== Exercise directions ==
Whenever a line in the entries below contains the string "feeds", copy that line.

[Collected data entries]

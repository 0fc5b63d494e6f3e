//! Source discovery by feed autodiscovery links.
//!
//! Web pages advertise their feeds with
//! `<link rel="alternate" type="application/rss+xml" href="…">` in the
//! document head.  [`FeedLinkDiscovery`] fetches a configured list of seed
//! pages and turns every such link into a candidate [`NewsSource`].

use async_trait::async_trait;
use futures_util::future::try_join_all;
use scraper::{Html, Selector};
use url::Url;

use super::{NewsSource, SourceDiscovery};
use crate::error::DiscoveryError;

const FEED_LINK_SELECTOR: &str = r#"link[rel~="alternate"]"#;
const RSS_MIME: &str = "application/rss+xml";

/// Extract the RSS feeds a page advertises.
///
/// Relative `href`s are resolved against `page_url`.  A link's `title`
/// attribute becomes the source name, falling back to the page host.
pub fn extract_feed_links(html: &str, page_url: &Url) -> Vec<NewsSource> {
    let document = Html::parse_document(html);
    let Some(selector) = Selector::parse(FEED_LINK_SELECTOR).ok() else {
        return Vec::new();
    };

    document
        .select(&selector)
        .filter(|link| {
            link.value()
                .attr("type")
                .is_some_and(|t| t.trim().eq_ignore_ascii_case(RSS_MIME))
        })
        .filter_map(|link| {
            let href = link.value().attr("href").map(str::trim)?;
            let url = page_url.join(href).ok()?;
            let name = link
                .value()
                .attr("title")
                .map(str::trim)
                .filter(|t| !t.is_empty())
                .map(String::from)
                .or_else(|| url.host_str().map(String::from))
                .unwrap_or_else(|| url.to_string());
            Some(NewsSource::new(url.to_string(), name))
        })
        .collect()
}

/// Discovers sources by scanning seed pages for feed links.
#[derive(Debug, Clone)]
pub struct FeedLinkDiscovery {
    client: reqwest::Client,
    seed_pages: Vec<String>,
}

impl FeedLinkDiscovery {
    pub fn new(client: reqwest::Client, seed_pages: Vec<String>) -> Self {
        Self { client, seed_pages }
    }

    async fn scan_page(&self, page: &str) -> Result<Vec<NewsSource>, DiscoveryError> {
        let page_url = Url::parse(page).map_err(|e| DiscoveryError::InvalidUrl {
            url: page.to_string(),
            source: e,
        })?;
        let http_err = |e| DiscoveryError::Http {
            url: page.to_string(),
            source: e,
        };

        let response = self.client.get(page_url.clone()).send().await.map_err(http_err)?;
        let status = response.status();
        if !status.is_success() {
            return Err(DiscoveryError::Status {
                url: page.to_string(),
                status: status.as_u16(),
            });
        }
        let html = response.text().await.map_err(http_err)?;

        let found = extract_feed_links(&html, &page_url);
        tracing::debug!(page, count = found.len(), "scanned seed page");
        Ok(found)
    }
}

#[async_trait]
impl SourceDiscovery for FeedLinkDiscovery {
    async fn discover(&self) -> Result<Vec<NewsSource>, DiscoveryError> {
        let pages = try_join_all(self.seed_pages.iter().map(|p| self.scan_page(p))).await?;
        Ok(pages.into_iter().flatten().collect())
    }
}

== Your response ==
//! Web pages advertise their feeds with
/// Extract the RSS feeds a page advertises.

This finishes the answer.